Only the lines of the data below from the one with "a single membership" through the one with "let model = self.ctx.catalog.model(&plan.model)?;" are wanted. Repeat them exactly.
--- Provided entries ---
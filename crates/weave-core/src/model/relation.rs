use crate::DEFAULT_PRIMARY_KEY;

///
/// RelationKind
///
/// Closed set of relationship shapes. Executors match on this exhaustively.
///

#[derive(Clone, Debug, Eq, PartialEq)]
pub enum RelationKind {
    /// This model owns a foreign key (`local_key`) referencing the target's
    /// `foreign_key` (belongs-to).
    ToOne,
    /// The target owns a foreign key (`foreign_key`) referencing this
    /// model's `local_key` (has-many).
    ToMany,
    /// Both sides are linked through rows of a join model.
    ToManyThrough(JoinDef),
}

///
/// JoinDef
///
/// Join model identity plus its two foreign key fields, oriented from the
/// owning side of the relation: `local_key` references the owner,
/// `remote_key` references the target.
///

#[derive(Clone, Debug, Eq, Hash, Ord, PartialEq, PartialOrd)]
pub struct JoinDef {
    pub model: String,
    pub local_key: String,
    pub remote_key: String,
}

impl JoinDef {
    #[must_use]
    pub fn new(
        model: impl Into<String>,
        local_key: impl Into<String>,
        remote_key: impl Into<String>,
    ) -> Self {
        Self {
            model: model.into(),
            local_key: local_key.into(),
            remote_key: remote_key.into(),
        }
    }

    /// The same join pair seen from the target's side.
    #[must_use]
    pub fn reversed(&self) -> Self {
        Self {
            model: self.model.clone(),
            local_key: self.remote_key.clone(),
            remote_key: self.local_key.clone(),
        }
    }
}

///
/// RelationDef
///
/// One named relationship declared on a model.
///

#[derive(Clone, Debug, Eq, PartialEq)]
pub struct RelationDef {
    pub name: String,
    pub target: String,
    pub local_key: String,
    pub foreign_key: String,
    pub kind: RelationKind,
}

impl RelationDef {
    /// Belongs-to: `local_key` on the owner references the target's `foreign_key`.
    #[must_use]
    pub fn to_one(
        name: impl Into<String>,
        target: impl Into<String>,
        local_key: impl Into<String>,
        foreign_key: impl Into<String>,
    ) -> Self {
        Self {
            name: name.into(),
            target: target.into(),
            local_key: local_key.into(),
            foreign_key: foreign_key.into(),
            kind: RelationKind::ToOne,
        }
    }

    /// Has-many: `foreign_key` on the target references the owner's `local_key`.
    #[must_use]
    pub fn to_many(
        name: impl Into<String>,
        target: impl Into<String>,
        local_key: impl Into<String>,
        foreign_key: impl Into<String>,
    ) -> Self {
        Self {
            name: name.into(),
            target: target.into(),
            local_key: local_key.into(),
            foreign_key: foreign_key.into(),
            kind: RelationKind::ToMany,
        }
    }

    /// Many-to-many through a join model.
    ///
    /// Both key fields start as the default primary key; catalog build
    /// rebinds them to the configured primary keys of owner and target.
    #[must_use]
    pub fn to_many_through(
        name: impl Into<String>,
        target: impl Into<String>,
        join: JoinDef,
    ) -> Self {
        Self {
            name: name.into(),
            target: target.into(),
            local_key: DEFAULT_PRIMARY_KEY.to_string(),
            foreign_key: DEFAULT_PRIMARY_KEY.to_string(),
            kind: RelationKind::ToManyThrough(join),
        }
    }

    #[must_use]
    pub const fn is_to_many(&self) -> bool {
        matches!(
            self.kind,
            RelationKind::ToMany | RelationKind::ToManyThrough(_)
        )
    }

    #[must_use]
    pub const fn join(&self) -> Option<&JoinDef> {
        match &self.kind {
            RelationKind::ToManyThrough(join) => Some(join),
            RelationKind::ToOne | RelationKind::ToMany => None,
        }
    }

    /// Field on the *parent* record whose values drive the child fetch.
    #[must_use]
    pub fn parent_key_field(&self) -> &str {
        &self.local_key
    }

    /// Field on the *child* record matched against parent key values.
    #[must_use]
    pub fn child_key_field(&self) -> &str {
        &self.foreign_key
    }
}
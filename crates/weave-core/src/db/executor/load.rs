use crate::{
    db::{
        executor::{
            CancelToken,
            context::Context,
            hydrate::{Correspondence, Hydrator},
        },
        query::{AggregateFn, EagerLoadPlan, PlanNode, Predicate, Query, Selection},
        record::{Record, RecordSet},
        storage::StorageConnection,
    },
    error::InternalError,
    model::{ModelDef, RelationKind, SchemaCatalog},
    value::{Key, Value},
};
use std::collections::BTreeSet;

const COUNT_ALIAS: &str = "count";

///
/// QueryResolver
///
/// Executes a root query plus an eager-load plan.
///
/// One batched fetch per plan node: every parent key of a level goes into
/// a single membership filter. Through relations fetch join rows first,
/// then the target rows they name. Levels are fetched strictly
/// parent-before-child; an empty level issues no further fetches.
///

pub struct QueryResolver<'a, S: ?Sized> {
    ctx: Context<'a, S>,
    indexed: bool,
}

impl<'a, S> QueryResolver<'a, S>
where
    S: StorageConnection + ?Sized,
{
    #[must_use]
    pub const fn new(catalog: &'a SchemaCatalog, storage: &'a S) -> Self {
        Self {
            ctx: Context::new(catalog, storage),
            indexed: true,
        }
    }

    /// Whether produced record sets are keyed by primary key.
    #[must_use]
    pub const fn indexed(mut self, indexed: bool) -> Self {
        self.indexed = indexed;
        self
    }

    #[must_use]
    pub const fn debug(mut self, debug: bool) -> Self {
        self.ctx.debug = debug;
        self
    }

    #[must_use]
    pub const fn cancel_token(mut self, token: &'a CancelToken) -> Self {
        self.ctx.cancel = Some(token);
        self
    }

    /// Fetch root records matching `query` and hydrate every plan node.
    ///
    /// Aggregate queries return their rows as records and ignore the plan.
    pub fn resolve(&self, query: &Query, plan: &EagerLoadPlan) -> Result<RecordSet, InternalError> {
        let model = self.ctx.catalog.model(&plan.model)?;

        if query.is_aggregate() {
            let rows = self.ctx.fetch(model, query)?;
            let records = rows.into_iter().map(|row| Record::from_row(model, row)).collect();
            return RecordSet::from_records(&model.name, records, false);
        }

        let mut root_query = query.clone();
        if !plan.is_empty() {
            require_key_fields(&mut root_query, model, &plan.nodes);
        }

        let rows = self.ctx.fetch(model, &root_query)?;
        let records = rows.into_iter().map(|row| Record::from_row(model, row)).collect();
        let mut roots = RecordSet::from_records(&model.name, records, self.indexed)?;

        self.ctx.debug_log(format!(
            "resolve model={} roots={} plan_nodes={}",
            model.name,
            roots.len(),
            plan.node_count()
        ));
        self.load_level(&mut roots, &plan.nodes)?;

        Ok(roots)
    }

    /// First root record, if any. Paging beyond the first row is applied
    /// before the plan runs.
    pub fn resolve_first(
        &self,
        query: &Query,
        plan: &EagerLoadPlan,
    ) -> Result<Option<Record>, InternalError> {
        let query = query.clone().limit(1);
        let set = self.resolve(&query, plan)?;

        Ok(set.into_records().into_iter().next())
    }

    /// Number of `model` rows matching the conditions of `query`.
    pub fn count(&self, model: &str, query: &Query) -> Result<u64, InternalError> {
        let model = self.ctx.catalog.model(model)?;
        let count_query = Query {
            conditions: query.conditions.clone(),
            fields: vec![Selection::Aggregate {
                func: AggregateFn::Count,
                field: None,
                alias: COUNT_ALIAS.to_string(),
            }],
            ..Query::default()
        };

        let rows = self.ctx.fetch(model, &count_query)?;
        let count = rows
            .first()
            .and_then(|row| row.get(COUNT_ALIAS))
            .map_or(Ok(0), |value| match value {
                Value::Int(n) => u64::try_from(*n).map_err(|_| negative_count(&model.name)),
                Value::Uint(n) => Ok(*n),
                other => Err(InternalError::query_unsupported(format!(
                    "storage returned a non-integer count for '{}': {other:?}",
                    model.name
                ))),
            })?;

        Ok(count)
    }

    // Load every node of one level, then recurse into the fetched children
    // before splicing them into the parents.
    fn load_level(&self, parents: &mut RecordSet, nodes: &[PlanNode]) -> Result<(), InternalError> {
        if parents.is_empty() {
            return Ok(());
        }

        for node in nodes {
            let (mut children, correspondence) = self.fetch_node(parents, node)?;
            if !node.children.is_empty() {
                self.load_level(&mut children, &node.children)?;
            }

            Hydrator::new(self.indexed).splice(
                parents.iter_mut(),
                &node.relation,
                &children,
                &correspondence,
            )?;
        }

        Ok(())
    }

    fn fetch_node(
        &self,
        parents: &RecordSet,
        node: &PlanNode,
    ) -> Result<(RecordSet, Correspondence), InternalError> {
        let relation = &node.relation;
        let target = self.ctx.catalog.model(&relation.target)?;
        let parent_keys = distinct_keys(parents, relation.parent_key_field());

        let mut query = node.constraints.clone();
        require_key_fields(&mut query, target, &node.children);
        query.ensure_field(relation.child_key_field());

        let (lookup_keys, correspondence) = match &relation.kind {
            RelationKind::ToOne | RelationKind::ToMany => (parent_keys, Correspondence::ForeignKey),
            RelationKind::ToManyThrough(join) => {
                if parent_keys.is_empty() {
                    return Ok((RecordSet::new(&target.name), Correspondence::Join(Vec::new())));
                }
                let join_rows = self.ctx.fetch_join_rows(join, &parent_keys)?;
                let mut seen = BTreeSet::new();
                let remote = join_rows
                    .iter()
                    .filter(|row| seen.insert(row.remote.clone()))
                    .map(|row| row.remote.clone())
                    .collect::<Vec<_>>();

                (remote, Correspondence::Join(join_rows))
            }
        };

        if lookup_keys.is_empty() {
            return Ok((RecordSet::new(&target.name), correspondence));
        }

        query.conditions.push(Predicate::in_(
            relation.child_key_field(),
            lookup_keys.into_iter().map(Key::into_value).collect(),
        ));
        let rows = self.ctx.fetch(target, &query)?;
        let records = rows.into_iter().map(|row| Record::from_row(target, row)).collect();
        let children = RecordSet::from_records(&target.name, records, self.indexed)?;

        Ok((children, correspondence))
    }
}

// Projections must carry the fields that correspondence and deeper levels
// key on.
fn require_key_fields(query: &mut Query, model: &ModelDef, nodes: &[PlanNode]) {
    query.ensure_field(&model.primary_key);
    for node in nodes {
        query.ensure_field(node.relation.parent_key_field());
    }
}

// Distinct non-null key values of `field`, in first-seen order.
fn distinct_keys(records: &RecordSet, field: &str) -> Vec<Key> {
    let mut seen = BTreeSet::new();
    records
        .iter()
        .filter_map(|record| record.get(field)?.as_key())
        .filter(|key| seen.insert(key.clone()))
        .collect()
}

fn negative_count(model: &str) -> InternalError {
    InternalError::query_unsupported(format!("storage returned a negative count for '{model}'"))
}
---
## Answer space
/// a single membership filter. Through relations fetch join rows first,
/// then the target rows they name. Levels are fetched strictly
/// parent-before-child; an empty level issues no further fetches.
///

pub struct QueryResolver<'a, S: ?Sized> {
    ctx: Context<'a, S>,
    indexed: bool,
}

impl<'a, S> QueryResolver<'a, S>
where
    S: StorageConnection + ?Sized,
{
    #[must_use]
    pub const fn new(catalog: &'a SchemaCatalog, storage: &'a S) -> Self {
        Self {
            ctx: Context::new(catalog, storage),
            indexed: true,
        }
    }

    /// Whether produced record sets are keyed by primary key.
    #[must_use]
    pub const fn indexed(mut self, indexed: bool) -> Self {
        self.indexed = indexed;
        self
    }

    #[must_use]
    pub const fn debug(mut self, debug: bool) -> Self {
        self.ctx.debug = debug;
        self
    }

    #[must_use]
    pub const fn cancel_token(mut self, token: &'a CancelToken) -> Self {
        self.ctx.cancel = Some(token);
        self
    }

    /// Fetch root records matching `query` and hydrate every plan node.
    ///
    /// Aggregate queries return their rows as records and ignore the plan.
    pub fn resolve(&self, query: &Query, plan: &EagerLoadPlan) -> Result<RecordSet, InternalError> {
        let model = self.ctx.catalog.model(&plan.model)?;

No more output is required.